Probabilistic data test framework for Databricks. Test terabyte-scale Delta Lake tables in seconds using statistical sampling and confidence intervals instead of exhaustive scans.

from delphi import datatest, col
from delphi import functions as F

@datatest("catalog.schema.revenue")
def test_revenue_quality(dt):
    dt.expect(col("revenue").null_rate < 0.01)
    dt.expect(col("revenue").mean.between(1000, 5000), confidence=0.99)
    dt.expect(col("customer_id").uniqueness > 0.99)
    dt.expect(F.row_count() > 1_000_000)

Why Delphi?

Full row-level scans are infeasible on large Delta tables. Delphi samples intelligently and uses statistical confidence intervals to determine pass/fail, giving you fast, reliable data quality checks with quantified uncertainty.

  • Fast -- Adaptive sampling reads thousands of rows, not billions
  • Statistically rigorous -- Wilson, t-distribution, and bootstrap confidence intervals
  • PySpark-native -- col(), operator overloading, and functions as F feel like PySpark
  • Two-layer API -- Python DSL for engineers, YAML for analysts
  • Multi-runtime -- Terminal, notebook, CI/CD (JSON + JUnit XML), and agentic output
  • Databricks-first -- Delta file stats for free pre-scan, Unity Catalog native

Install

pip install dbx-delphi

Or with uv:

uv add dbx-delphi

Requires Python 3.10+ and a Databricks workspace with Unity Catalog.

Quick Start

1. Configure connection

delphi setup

This walks you through connecting to your Databricks workspace. Alternatively, set environment variables:

export DATABRICKS_HOST=https://your-workspace.cloud.databricks.com
export DATABRICKS_TOKEN=dapi...

2. Write a test

# tests/test_revenue.py
from delphi import datatest, col
from delphi import functions as F

@datatest("catalog.schema.revenue")
def test_nulls(dt):
    dt.expect(col("revenue").null_rate < 0.01)

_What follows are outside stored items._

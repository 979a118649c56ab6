//! Seeking, hashing and comparison on top of the forward-only world engine.
//!
//! # Architecture
//!
//! - [`Timeline`] owns the live snapshot, every delta received so far and
//!   a set of checkpoints. Backward seeks restore the nearest earlier
//!   checkpoint and replay forward.
//! - [`world_hash`] folds a snapshot into a 64-bit FNV-1a digest.
//! - [`compare_worlds`] is hash-first and, on mismatch, lists which parts
//!   of the two snapshots differ.

#![deny(missing_docs)]
#![deny(rustdoc::broken_intra_doc_links)]
#![forbid(unsafe_code)]

pub mod compare;
pub mod error;
pub mod hash;
pub mod timeline;

pub use compare::{compare_worlds, Divergence, DivergenceReport};
pub use error::ReplayError;
pub use hash::world_hash;
pub use timeline::Timeline;
//! Criterion benchmarks for turn application, snapshot copies and hashing.

use std::hint::black_box;

use criterion::{criterion_group, criterion_main, BatchSize, Criterion};
use scrim_bench::{reference_match, world_at, REFERENCE_TURNS};
use scrim_replay::{world_hash, Timeline};
use scrim_world::{GameWorld, PlaybackConfig};

/// Benchmark: replay the whole reference match from turn 0.
fn bench_replay_full(c: &mut Criterion) {
    let m = reference_match(42);
    let start = GameWorld::bootstrap(&m.game, &m.header, PlaybackConfig::default()).unwrap();

    c.bench_function("replay_500_turns", |b| {
        b.iter_batched(
            || start.copy(),
            |mut world| {
                for delta in &m.deltas {
                    world.apply_turn(delta).unwrap();
                }
                black_box(world.turn());
            },
            BatchSize::LargeInput,
        );
    });
}

/// Benchmark: one mid-match turn.
fn bench_apply_one(c: &mut Criterion) {
    let m = reference_match(42);
    let world = world_at(&m, 250).unwrap();
    let delta = &m.deltas[250];

    c.bench_function("apply_turn_mid_match", |b| {
        b.iter_batched(
            || world.copy(),
            |mut w| black_box(w.apply_turn(delta).unwrap()),
            BatchSize::SmallInput,
        );
    });
}

/// Benchmark: deep copy, fresh and into reused buffers.
fn bench_copy(c: &mut Criterion) {
    let m = reference_match(42);
    let world = world_at(&m, 250).unwrap();

    c.bench_function("world_copy", |b| b.iter(|| black_box(world.copy())));

    let mut target = world_at(&m, 10).unwrap();
    c.bench_function("world_copy_from", |b| {
        b.iter(|| {
            target.copy_from(&world);
            black_box(target.turn());
        });
    });
}

/// Benchmark: hash a mid-match snapshot.
fn bench_hash(c: &mut Criterion) {
    let m = reference_match(42);
    let world = world_at(&m, 250).unwrap();
    c.bench_function("world_hash", |b| b.iter(|| black_box(world_hash(&world))));
}

/// Benchmark: backward seek through the timeline.
fn bench_seek_back(c: &mut Criterion) {
    let m = reference_match(42);
    let mut timeline = Timeline::bootstrap(&m.game, &m.header, PlaybackConfig::default()).unwrap();
    for delta in &m.deltas {
        timeline.push_delta(delta.clone()).unwrap();
    }
    timeline.seek(REFERENCE_TURNS as i32).unwrap();

    c.bench_function("timeline_seek_back", |b| {
        b.iter(|| {
            timeline.seek(249).unwrap();
            timeline.seek(REFERENCE_TURNS as i32).unwrap();
            black_box(timeline.turn());
        });
    });
}

criterion_group!(
    benches,
    bench_replay_full,
    bench_apply_one,
    bench_copy,
    bench_hash,
    bench_seek_back
);
criterion_main!(benches);
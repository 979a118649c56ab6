//! Playback configuration and its validation.
//!
//! [`PlaybackConfig`] is plain data with sensible defaults. Hosts either
//! build it in code or load it from JSON with
//! [`from_json_str`](PlaybackConfig::from_json_str); both paths should be
//! followed by [`validate`](PlaybackConfig::validate), which
//! [`GameWorld::bootstrap`](crate::GameWorld::bootstrap) also calls.

use serde::{Deserialize, Serialize};
use thiserror::Error;

// ── BoundsPolicy ──────────────────────────────────────────────────

/// What to do with a resource drop whose coordinates fall outside the map.
#[derive(Clone, Copy, Debug, Default, PartialEq, Eq, Serialize, Deserialize)]
#[serde(rename_all = "snake_case")]
pub enum BoundsPolicy {
    /// Ignore the drop and log a warning.
    #[default]
    Skip,
    /// Fail the whole turn with
    /// [`PlaybackError::GridOutOfBounds`](crate::PlaybackError::GridOutOfBounds)
    /// before anything is mutated.
    Reject,
}

// ── ConfigError ───────────────────────────────────────────────────

/// Errors detected while loading or validating a [`PlaybackConfig`].
#[derive(Debug, Error)]
pub enum ConfigError {
    /// `max_log_rounds` is zero.
    #[error("max_log_rounds must be at least 1")]
    ZeroLogRounds,
    /// `checkpoint_interval` is zero.
    #[error("checkpoint_interval must be at least 1")]
    ZeroCheckpointInterval,
    /// The JSON document could not be parsed.
    #[error("invalid playback config: {0}")]
    Parse(#[from] serde_json::Error),
}

// ── PlaybackConfig ────────────────────────────────────────────────

/// Knobs for turn application and checkpointing.
#[derive(Clone, Debug, PartialEq, Eq, Serialize, Deserialize)]
#[serde(default)]
pub struct PlaybackConfig {
    /// Parse per-round robot log text. Default: true.
    pub process_logs: bool,
    /// Most recent rounds of parsed logs kept. Default: 25. Minimum: 1.
    pub max_log_rounds: usize,
    /// Out-of-bounds resource drop handling. Default: [`BoundsPolicy::Skip`].
    pub bounds_policy: BoundsPolicy,
    /// Turns between timeline checkpoints. Default: 50. Minimum: 1.
    pub checkpoint_interval: u32,
}

impl Default for PlaybackConfig {
    fn default() -> Self {
        Self {
            process_logs: true,
            max_log_rounds: 25,
            bounds_policy: BoundsPolicy::Skip,
            checkpoint_interval: 50,
        }
    }
}

impl PlaybackConfig {
    /// Check structural invariants.
    pub fn validate(&self) -> Result<(), ConfigError> {
        if self.max_log_rounds == 0 {
            return Err(ConfigError::ZeroLogRounds);
        }
        if self.checkpoint_interval == 0 {
            return Err(ConfigError::ZeroCheckpointInterval);
        }
        Ok(())
    }

    /// Parse a JSON document and validate it. Missing fields take their
    /// defaults.
    pub fn from_json_str(json: &str) -> Result<Self, ConfigError> {
        let config: Self = serde_json::from_str(json)?;
        config.validate()?;
        Ok(config)
    }
}
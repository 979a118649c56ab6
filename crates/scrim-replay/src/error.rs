//! Error types for the replay timeline.

use scrim_world::{BootstrapError, PlaybackError};
use thiserror::Error;

/// Errors from building or driving a [`Timeline`](crate::Timeline).
#[derive(Debug, Error)]
pub enum ReplayError {
    /// A pushed delta is not for the turn after the last stored one.
    #[error("delta for round {received} pushed, expected round {expected}")]
    OutOfOrderDelta {
        /// The round the timeline expected next.
        expected: i32,
        /// The round of the pushed delta.
        received: i32,
    },
    /// A seek asked for a turn that no stored delta reaches.
    #[error("turn {turn} unavailable, deltas reach turn {max}")]
    TurnUnavailable {
        /// The requested turn.
        turn: i32,
        /// The last reachable turn.
        max: i32,
    },
    /// The initial snapshot could not be built.
    #[error("bootstrap failed: {0}")]
    Bootstrap(#[from] BootstrapError),
    /// Applying a stored delta failed.
    #[error("playback failed: {0}")]
    Playback(#[from] PlaybackError),
}
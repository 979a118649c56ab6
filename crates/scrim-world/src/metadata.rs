//! Immutable game metadata parsed from the game header.
//!
//! A [`Metadata`] is built once and shared through an `Arc` by a
//! snapshot and every copy of it; nothing mutates it after parsing.

use indexmap::IndexMap;
use scrim_core::{level_index, BodyType, BodyTypeRecord, Constants, GameHeader, TeamId};

use crate::error::BootstrapError;

/// Spec version reported when the header carries none.
pub const UNKNOWN_SPEC_VERSION: &str = "UNKNOWN SPEC";
/// Team name reported when the header carries none.
pub const UNKNOWN_TEAM: &str = "UNKNOWN TEAM";
/// Package name reported when the header carries none.
pub const UNKNOWN_PACKAGE: &str = "UNKNOWN PACKAGE";

/// One entry of the team roster.
#[derive(Clone, Debug, PartialEq, Eq)]
pub struct TeamInfo {
    /// Team id.
    pub team_id: TeamId,
    /// Display name.
    pub name: String,
    /// Player package name.
    pub package_name: String,
}

/// Static properties of a body type. Per-level arrays are indexed by
/// `level - 1`.
#[derive(Clone, Debug, PartialEq, Eq)]
pub struct BodyTypeInfo {
    /// The body type.
    pub body_type: BodyType,
    /// Lead cost per level.
    pub build_cost_lead: [i32; 3],
    /// Gold cost per level.
    pub build_cost_gold: [i32; 3],
    /// Action cooldown.
    pub action_cooldown: i32,
    /// Movement cooldown.
    pub movement_cooldown: i32,
    /// Hit points per level.
    pub health: [i32; 3],
    /// Damage per level.
    pub damage: [i32; 3],
    /// Squared action radius.
    pub action_radius_squared: i32,
    /// Squared vision radius.
    pub vision_radius_squared: i32,
    /// Per-turn bytecode budget.
    pub bytecode_limit: i32,
}

impl BodyTypeInfo {
    fn from_record(body_type: BodyType, r: &BodyTypeRecord) -> Self {
        Self {
            body_type,
            build_cost_lead: r.build_cost_lead,
            build_cost_gold: r.build_cost_gold,
            action_cooldown: r.action_cooldown,
            movement_cooldown: r.movement_cooldown,
            health: r.health,
            damage: r.damage,
            action_radius_squared: r.action_radius_squared,
            vision_radius_squared: r.vision_radius_squared,
            bytecode_limit: r.bytecode_limit,
        }
    }

    /// Hit points at `level`, or `None` for an invalid level.
    pub fn health_at(&self, level: i32) -> Option<i32> {
        level_index(level).ok().map(|i| self.health[i])
    }
}

/// Match constants that drive periodic resource growth.
#[derive(Clone, Copy, Debug, PartialEq, Eq)]
pub struct MatchConstants {
    /// Growth happens on rounds divisible by this period. Always positive.
    pub increase_period: i32,
    /// Added to every positive lead cell on a growth round.
    pub lead_additive_increase: i32,
}

impl TryFrom<&Constants> for MatchConstants {
    type Error = BootstrapError;

    fn try_from(c: &Constants) -> Result<Self, Self::Error> {
        if c.increase_period <= 0 {
            return Err(BootstrapError::InvalidConstants {
                increase_period: c.increase_period,
            });
        }
        Ok(Self {
            increase_period: c.increase_period,
            lead_additive_increase: c.lead_additive_increase,
        })
    }
}

/// Everything about a game that is fixed before the first turn.
#[derive(Clone, Debug, PartialEq, Eq)]
pub struct Metadata {
    spec_version: String,
    teams: IndexMap<TeamId, TeamInfo>,
    types: [Option<BodyTypeInfo>; BodyType::COUNT],
    constants: MatchConstants,
}

impl Metadata {
    /// Parse the game header.
    ///
    /// Missing strings fall back to the `UNKNOWN_*` sentinels. Repeated
    /// team ids or body types, unknown body types and a non-positive
    /// growth period are rejected.
    pub fn parse(header: &GameHeader) -> Result<Self, BootstrapError> {
        let mut teams = IndexMap::with_capacity(header.teams.len());
        for t in &header.teams {
            let team_id = TeamId(t.team_id);
            let info = TeamInfo {
                team_id,
                name: non_empty_or(&t.name, UNKNOWN_TEAM),
                package_name: non_empty_or(&t.package_name, UNKNOWN_PACKAGE),
            };
            if teams.insert(team_id, info).is_some() {
                return Err(BootstrapError::DuplicateTeam {
                    team_id: t.team_id,
                });
            }
        }

        let mut types: [Option<BodyTypeInfo>; BodyType::COUNT] = Default::default();
        for r in &header.body_types {
            let body_type = BodyType::from_raw(r.body_type)?;
            let slot = &mut types[body_type.index()];
            if slot.is_some() {
                return Err(BootstrapError::DuplicateBodyType { raw: r.body_type });
            }
            *slot = Some(BodyTypeInfo::from_record(body_type, r));
        }

        Ok(Self {
            spec_version: non_empty_or(&header.spec_version, UNKNOWN_SPEC_VERSION),
            teams,
            types,
            constants: MatchConstants::try_from(&header.constants)?,
        })
    }

    /// Schema version string.
    pub fn spec_version(&self) -> &str {
        &self.spec_version
    }

    /// Team roster in header order.
    pub fn teams(&self) -> impl Iterator<Item = &TeamInfo> {
        self.teams.values()
    }

    /// One team's roster entry.
    pub fn team(&self, team: TeamId) -> Option<&TeamInfo> {
        self.teams.get(&team)
    }

    /// Properties of a body type, if the header described it.
    pub fn body_type(&self, body_type: BodyType) -> Option<&BodyTypeInfo> {
        self.types[body_type.index()].as_ref()
    }

    /// Match constants.
    pub fn constants(&self) -> MatchConstants {
        self.constants
    }
}

fn non_empty_or(value: &Option<String>, fallback: &str) -> String {
    match value.as_deref() {
        Some(s) if !s.is_empty() => s.to_owned(),
        _ => fallback.to_owned(),
    }
}

#[cfg(test)]
mod tests {
    use super::*;
    use scrim_core::TeamRecord;

    fn header() -> GameHeader {
        GameHeader {
            spec_version: Some("2022.1".into()),
            teams: vec![
                TeamRecord {
                    team_id: 1,
                    name: Some("red".into()),
                    package_name: None,
                },
                TeamRecord {
                    team_id: 2,
                    name: Some(String::new()),
                    package_name: Some("bluebot".into()),
                },
            ],
            body_types: vec![BodyTypeRecord {
                body_type: BodyType::Soldier as i32,
                health: [50, 0, 0],
                ..BodyTypeRecord::default()
            }],
            constants: Constants::default(),
        }
    }

    #[test]
    fn parse_fills_sentinels() {
        let meta = Metadata::parse(&header()).unwrap();
        assert_eq!(meta.spec_version(), "2022.1");
        let red = meta.team(TeamId(1)).unwrap();
        assert_eq!(red.package_name, UNKNOWN_PACKAGE);
        let blue = meta.team(TeamId(2)).unwrap();
        assert_eq!(blue.name, UNKNOWN_TEAM);
        assert_eq!(blue.package_name, "bluebot");
        assert_eq!(meta.teams().count(), 2);

        let empty = Metadata::parse(&GameHeader::default()).unwrap();
        assert_eq!(empty.spec_version(), UNKNOWN_SPEC_VERSION);
    }

    #[test]
    fn body_types_are_indexed_by_kind() {
        let meta = Metadata::parse(&header()).unwrap();
        let soldier = meta.body_type(BodyType::Soldier).unwrap();
        assert_eq!(soldier.health_at(1), Some(50));
        assert_eq!(soldier.health_at(4), None);
        assert!(meta.body_type(BodyType::Miner).is_none());
    }

    #[test]
    fn duplicates_and_unknowns_rejected() {
        let mut h = header();
        h.teams.push(h.teams[0].clone());
        assert!(matches!(
            Metadata::parse(&h),
            Err(BootstrapError::DuplicateTeam { team_id: 1 })
        ));

        let mut h = header();
        h.body_types.push(h.body_types[0].clone());
        assert!(matches!(
            Metadata::parse(&h),
            Err(BootstrapError::DuplicateBodyType { raw: 5 })
        ));

        let mut h = header();
        h.body_types[0].body_type = 12;
        assert!(matches!(
            Metadata::parse(&h),
            Err(BootstrapError::UnknownBodyType(_))
        ));
    }

    #[test]
    fn non_positive_period_rejected() {
        let mut h = header();
        h.constants.increase_period = 0;
        assert!(matches!(
            Metadata::parse(&h),
            Err(BootstrapError::InvalidConstants { increase_period: 0 })
        ));
    }
}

@datatest("catalog.schema.revenue")
def test_distribution(dt):
    dt.expect(col("revenue").mean.between(1000, 5000), confidence=0.99)
    dt.expect(col("revenue").stddev < 2000)
    dt.expect(F.row_count() > 100_000)

3. Run

delphi run tests/

DSL Reference

Column Metrics

Use col("name") to start a column expression, then chain a metric:

from delphi import col

col("revenue").null_rate < 0.01       # Null rate below 1%
col("revenue").mean.between(100, 500) # Mean within range
col("revenue").min > 0                # Minimum above 0
col("revenue").max < 1_000_000        # Maximum below 1M
col("revenue").stddev < 100           # Standard deviation below 100
col("id").uniqueness > 0.99           # 99%+ distinct values

Available metrics: null_rate, uniqueness, mean, min, max, stddev

Dataset-Level Functions

from delphi import functions as F

F.row_count() > 1_000_000                       # Minimum row count
F.approx_percentile("revenue", 0.95) < 10_000   # 95th percentile cap

Confidence Levels

Every expectation defaults to 95% confidence. Override per-expectation:

dt.expect(col("revenue").null_rate < 0.01)                  # 95% (default)
dt.expect(col("revenue").mean.between(100, 500), confidence=0.99)  # 99%

A test passes only when the entire confidence interval satisfies the threshold. This is conservative -- if the CI straddles the threshold, the test fails.

Time Column for Sampling

Delphi auto-detects the time column for stratified sampling (partition keys > clustering keys > well-known names like date, timestamp, created_at). When your table has multiple date/timestamp columns and auto-detection is ambiguous, set it explicitly:

Per-test (decorator):

@datatest("catalog.schema.events", time_column="event_date")
def test_events(dt):
    dt.expect(col("status").null_rate < 0.01)

In delphi.toml (global):

[delphi]
time_column = "event_date"

CLI (per-run):

delphi run tests/ --time-column event_date

YAML Checks

For analysts who prefer configuration over code:

# checks/revenue.yaml
table: catalog.schema.revenue
time_column: event_date  # optional: explicit time column for sampling
checks:
  - column: revenue
    null_rate: "< 0.01"
  - column: revenue
    mean: "between 1000 and 5000"
  - column: customer_id
    uniqueness: "> 0.99"

Confidence defaults to 0.95 in YAML. Override per-check:

  - column: revenue
    mean: "between 1000 and 5000"
    confidence: 0.99

Run YAML checks:

delphi run checks/revenue.yaml

Dataset Comparison

Compare a table against a reference:

from delphi import datatest, col, compare
from delphi import functions as F

@datatest("catalog.schema.output")
def test_matches_expected(dt):
    expected = compare("catalog.schema.expected")
    dt.expect(col("revenue").mean_diff(expected) < 0.05)
    dt.expect(F.row_count_ratio(expected).between(0.99, 1.01))

Data Reconciliation

Verify that expected data exists in the target and values match. Useful for ETL validation, migration testing, and regression checks:

@datatest("catalog.schema.target")
def test_reconciliation(dt):
    expected = compare("catalog.schema.expected_subset")
    keys = ["ticker", "date"]

    # Coverage: are all expected rows present?
    dt.expect(col(*keys).coverage(expected) > 0.99)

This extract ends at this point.